Anyway… getting back to my thought thread… In American common usage, from my experience at least, when one describes someone as “a devil”, generally the implication is mischief more so than evil, and often there is some positive acknowledgment of the guile or craft that goes into that mischief.

In contrast, this “Devil” with a capital “D”, just like “God” with a capital “G”, implies singularly named entities that exist at some level, have power, exert influence, and should be reckoned with as we reckon with the other human beings around us who exert influence in our lives. I myself have never encountered either of these entities and am very doubtful of their existence. They don’t fit my view of the cosmos.

Call it theology, spirituality, worldview, or what have you; I think we all have our working theories of why everything is the way that it is. As long as our acknowledged experience fits within the theory, the theory holds. The trick is to continue to be open to, and maybe even actively seek, experience that challenges our current working theory. Easier said than done of course, because I also believe that to a large extent we create our own reality.

My reading of history is that having ever-evolving working theories has been human practice since way before it became the basis of scientific method. Science simply developed more aggressive methodologies for testing and invalidating theories, the latter of course can be very discomforting.

So getting back to that Devil, in conventional Abrahamic (that is Jewish, Christian and Islamic) religious theology, it or he (would the Devil have a gender… what’s that all about?) is associated with and in fact the embodiment of evil, or even “Evil” with a capital “E”. What the hell (with a lower-case “h”) would “Evil” with a capital “E” be anyway? The capital implies a proper noun. Going back to Wikipedia, proper nouns “are nouns representing unique entities (such as London, Jupiter or Johnny), as distinguished from common nouns which describe a class of entities (such as city, planet or person).” I suppose “Evil” could be viewed, at least metaphorically, as a unique location, somehow more profound than all the lower-case “evils” of the world.

But getting back to my theory of the cosmos, neither “Evil” nor “evil” fit in. I have not used the words in my lexicon (other than in jest) or have heard either used by the people that have been my mentors or peers.

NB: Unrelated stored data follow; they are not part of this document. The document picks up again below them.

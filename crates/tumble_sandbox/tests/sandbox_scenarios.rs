//! End-to-end sandbox scenarios, run headless and silent

use approx::assert_relative_eq;
use glam::Quat;
use tumble_audio::{CueLog, MutedCue, RecordingCue};
use tumble_physics::CollisionEvent;
use tumble_render::{HeadlessRenderer, Viewport};
use tumble_sandbox::prelude::*;

const DT: f32 = 1.0 / 60.0;

fn config() -> SandboxConfig {
    SandboxConfig {
        seed: Some(1234),
        initial_objects: Vec::new(),
        ..Default::default()
    }
}

fn session() -> Session {
    Session::initialize(&config(), Box::new(MutedCue::new()))
}

fn recording_session(sound: bool) -> (Session, CueLog) {
    let (cue, log) = RecordingCue::new();
    let mut config = config();
    config.sound.enabled = sound;
    (Session::initialize(&config, Box::new(cue)), log)
}

fn frame(session: &mut Session) {
    session.step(DT);
    session.sync().unwrap();
}

#[test]
fn test_pairing_invariant() {
    let mut session = session();
    session.spawn_initial_objects(&SandboxConfig::default().initial_objects).unwrap();
    session.create_random(ShapeKind::Cylinder).unwrap();

    let registry = session.registry();
    assert_eq!(registry.len(), 3);
    // Floor body and mesh plus one of each per record.
    assert_eq!(session.physics().body_count(), registry.len() + 1);
    assert_eq!(session.scene().len(), registry.len() + 1);

    for record in registry.iter() {
        assert!(session.physics().contains_body(record.body));
        assert!(session.scene().contains(record.mesh));
    }
}

#[test]
fn test_create_three_then_reset() {
    let mut session = session();
    session.create_random(ShapeKind::Sphere).unwrap();
    session.create_random(ShapeKind::Box).unwrap();
    session.create_random(ShapeKind::Cylinder).unwrap();
    for _ in 0..30 {
        frame(&mut session);
    }

    let records: Vec<ObjectRecord> = session.registry().records().to_vec();
    assert_eq!(session.reset(), 3);

    assert!(session.registry().is_empty());
    assert_eq!(session.physics().body_count(), 1);
    assert_eq!(session.scene().len(), 1);
    assert_eq!(session.physics().subscription_count(), 0);
    for record in &records {
        assert!(!session.physics().contains_body(record.body));
        assert!(!session.scene().contains(record.mesh));
    }

    let floor = session.floor();
    assert!(session.physics().contains_body(floor.body));
    assert!(session.scene().contains(floor.mesh));

    // The world keeps running after a reset.
    frame(&mut session);
    session.create_random(ShapeKind::Box).unwrap();
    frame(&mut session);
    assert_eq!(session.registry().len(), 1);
}

#[test]
fn test_sync_is_bit_exact() {
    let mut session = session();
    let block = ShapeSpec::Box {
        width: 1.0,
        height: 1.5,
        depth: 2.0,
    };
    session.create(block, [0.2, 3.0, -0.4]).unwrap();
    session.create_random(ShapeKind::Cylinder).unwrap();

    for _ in 0..90 {
        frame(&mut session);
        for record in session.registry().iter() {
            let pose = session.physics().get_body_pose(record.body).unwrap();
            let mesh = session.scene().get(record.mesh).unwrap();
            assert_eq!(mesh.transform.position.to_array(), pose.position);
            assert_eq!(mesh.transform.rotation.to_array(), pose.rotation);
        }
    }
}

#[test]
fn test_plank_tips_off_ball_and_mesh_follows() {
    let mut session = session();
    session.create(ShapeSpec::Sphere { radius: 0.5 }, [0.0, 0.5, 0.0]).unwrap();
    let plank = ShapeSpec::Box {
        width: 2.0,
        height: 0.1,
        depth: 0.5,
    };
    let record = session.create(plank, [0.8, 2.0, 0.0]).unwrap();

    let mut max_tilt = 0.0f32;
    for _ in 0..240 {
        frame(&mut session);
        let pose = session.physics().get_body_pose(record.body).unwrap();
        let mesh = session.scene().get(record.mesh).unwrap();
        assert_eq!(mesh.transform.rotation.to_array(), pose.rotation);
        max_tilt = max_tilt.max(mesh.transform.rotation.angle_between(Quat::IDENTITY));
    }

    // Landing off-centre on the ball must rotate the plank.
    assert!(max_tilt > 0.1, "plank never tilted, max angle {}", max_tilt);
}

#[test]
fn test_sync_leaves_scale_alone() {
    let mut session = session();
    let record = session
        .create(ShapeSpec::Cylinder { radius: 0.3, height: 1.2 }, [0.0, 3.0, 0.0])
        .unwrap();
    for _ in 0..60 {
        frame(&mut session);
    }
    let mesh = session.scene().get(record.mesh).unwrap();
    assert_eq!(mesh.transform.scale.to_array(), [0.3, 1.2, 0.3]);
}

#[test]
fn test_fall_is_monotonic_until_contact() {
    let mut session = session();
    let record = session.create(ShapeSpec::Sphere { radius: 0.5 }, [0.0, 3.0, 0.0]).unwrap();

    let mut last_y = session.physics().get_body_position(record.body).unwrap()[1];
    for _ in 0..120 {
        frame(&mut session);
        if !session.physics().collision_events().is_empty() {
            break;
        }
        let y = session.physics().get_body_position(record.body).unwrap()[1];
        assert!(y <= last_y, "height rose from {} to {} before contact", last_y, y);
        last_y = y;
    }
    assert!(last_y < 3.0);
}

#[test]
fn test_sphere_settles_on_floor() {
    let mut session = session();
    let record = session.create(ShapeSpec::Sphere { radius: 0.5 }, [0.0, 3.0, 0.0]).unwrap();

    for _ in 0..300 {
        frame(&mut session);
    }

    let [x, y, z] = session.physics().get_body_position(record.body).unwrap();
    assert_relative_eq!(y, 0.5, epsilon = 0.05);
    assert_relative_eq!(x, 0.0, epsilon = 1e-3);
    assert_relative_eq!(z, 0.0, epsilon = 1e-3);

    let mesh = session.scene().get(record.mesh).unwrap();
    assert_eq!(mesh.transform.position.y, y);
}

#[test]
fn test_sound_disabled_never_plays() {
    let (mut session, log) = recording_session(false);
    session.create(ShapeSpec::Sphere { radius: 0.5 }, [0.0, 3.0, 0.0]).unwrap();
    for _ in 0..240 {
        frame(&mut session);
    }
    assert!(log.is_empty());
    assert_eq!(session.hit_sound().play_count(), 0);
}

#[test]
fn test_sound_plays_once_per_hard_impact() {
    let (mut session, log) = recording_session(true);
    let record = session.create(ShapeSpec::Sphere { radius: 0.5 }, [0.0, 3.0, 0.0]).unwrap();

    let is_loud = |e: &CollisionEvent| {
        e.is_started() && e.involves(record.body) && e.impact_velocity > DEFAULT_IMPACT_THRESHOLD
    };

    let mut loud = 0;
    for _ in 0..240 {
        frame(&mut session);
        loud += session.physics().collision_events().iter().filter(|e| is_loud(e)).count();
    }

    assert!(loud >= 1, "a drop from 3 m must hit hard at least once");
    assert_eq!(log.len(), loud);
    assert!(log.plays().iter().all(|p| p.position == 0.0 && (0.0..1.0).contains(&p.volume)));
}

#[test]
fn test_reset_unhooks_sound() {
    let (mut session, log) = recording_session(true);
    session.create(ShapeSpec::Sphere { radius: 0.5 }, [0.0, 3.0, 0.0]).unwrap();
    frame(&mut session);
    session.reset();
    for _ in 0..120 {
        frame(&mut session);
    }
    assert!(log.is_empty());
}

#[test]
fn test_first_frame_takes_one_step() {
    let mut session = session();
    assert_eq!(session.step(0.0), 1);
    assert_eq!(session.step(DT), 1);
    // A long stall is capped at three steps.
    assert_eq!(session.step(0.5), 3);
}

#[test]
fn test_frame_loop_runs_to_frame_limit() {
    let mut config = config();
    config.display.max_frames = Some(5);
    config.display.target_fps = 0;

    let mut session = Session::initialize(&config, Box::new(MutedCue::new()));
    session.create_random(ShapeKind::Sphere).unwrap();

    let renderer = HeadlessRenderer::new(Viewport::default());
    let mut frame_loop = FrameLoop::from_config(session, &config, renderer);
    assert_eq!(frame_loop.run().unwrap(), LoopExit::FrameLimit);
    assert_eq!(frame_loop.frame_count(), 5);
    assert_eq!(frame_loop.renderer().frame_count(), 5);
    assert_eq!(frame_loop.renderer().last_frame().meshes, 2);
}

#[test]
fn test_commands_apply_between_frames() {
    let config = config();
    let session = Session::initialize(&config, Box::new(MutedCue::new()));
    let (sender, receiver) = crossbeam_channel::unbounded();

    let mut frame_loop = FrameLoop::from_config(session, &config, HeadlessRenderer::default())
        .with_commands(receiver)
        .with_target_fps(0);

    sender.send(ControlCommand::Spawn(ShapeKind::Sphere)).unwrap();
    sender.send(ControlCommand::Spawn(ShapeKind::Box)).unwrap();
    assert_eq!(frame_loop.tick().unwrap(), None);
    assert_eq!(frame_loop.session().registry().len(), 2);

    sender.send(ControlCommand::Reset).unwrap();
    sender.send(ControlCommand::Sound(SoundSwitch::On)).unwrap();
    assert_eq!(frame_loop.tick().unwrap(), None);
    assert!(frame_loop.session().registry().is_empty());
    assert!(frame_loop.session().sound_enabled());

    sender.send(ControlCommand::Quit).unwrap();
    assert_eq!(frame_loop.run().unwrap(), LoopExit::Quit);
}

#[test]
fn test_cancelled_loop_stops_immediately() {
    let config = config();
    let session = Session::initialize(&config, Box::new(MutedCue::new()));
    let token = CancellationToken::new();
    token.cancel();

    let mut frame_loop = FrameLoop::from_config(session, &config, HeadlessRenderer::default())
        .with_cancellation(token)
        .with_max_frames(None);
    assert_eq!(frame_loop.run().unwrap(), LoopExit::Cancelled);
    assert_eq!(frame_loop.frame_count(), 0);
}

#[test]
fn test_resize_clamps_pixel_ratio() {
    let config = config();
    let session = Session::initialize(&config, Box::new(MutedCue::new()));
    let mut frame_loop = FrameLoop::from_config(session, &config, HeadlessRenderer::default());

    frame_loop.resize(1000, 500, 3.0);
    assert_eq!(frame_loop.viewport().pixel_ratio(), 2.0);
    assert_eq!(frame_loop.renderer().viewport().physical_size(), (2000, 1000));
    assert_relative_eq!(frame_loop.camera().aspect, 2.0);
}
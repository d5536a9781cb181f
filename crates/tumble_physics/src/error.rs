//! Error types for the physics world

use thiserror::Error;

/// Physics world errors
#[derive(Debug, Error)]
pub enum PhysicsError {
    /// Rigid body not found
    #[error("Rigid body not found: {0:?}")]
    BodyNotFound(crate::body::RigidBodyHandle),

    /// Collider not found
    #[error("Collider not found: {0:?}")]
    ColliderNotFound(crate::collider::ColliderHandle),

    /// Subscription not found
    #[error("Collision subscription not found: {0:?}")]
    SubscriptionNotFound(crate::events::SubscriptionId),
}

/// Result type for physics operations
pub type Result<T> = std::result::Result<T, PhysicsError>;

Given that, let me say that this does not make the acts of Hitler or Stalin, or the pogroms, crusades and other genocides that preceded them, any less horrific. Perhaps I am guilty of not adequately accounting for this experience, this experience of history prior to my own personal experience, in my theory.

For better or for worse, I account for these horrific events as a perfect storm of unknowing, fear and hubris, within the context of a patriarchal culture. Unknowing is the state of being that we are evolving out of (seemingly forever at times but certainly through many incarnations) and is incrementally replaced by ever greater understanding and acceptance. Fear is the great negative motivator that pushes us toward breaking the Golden Rule, which can turn into anger towards “the other” or “them”, which coalesces and congeals into hate. I see fear as one of the pillars of patriarchy, the justification for men protecting (and thus controlling) women, the warlord or other patriarch protecting (and controlling) his clan. Finally hubris is to not acknowledge our unknowing and to think one is doing a service to their clan, to their nation, to their race by mobilizing fear to triumph over others.

All these words with their imposing capital letters, “God” and the “Devil”, “Good” and “Evil”, singular nouns calling out with blaring fanfares entities from dogmatic worldviews that have been with us for thousands of years, are not really part of my worldview. I have built my own working principles, my own basic ethics around simpler concepts like the Golden Rule. That seems to be enough to chart a course in this life of adventure, love, and assistance to others, hoping for that same consideration for me. I try my best to steer on that course every day.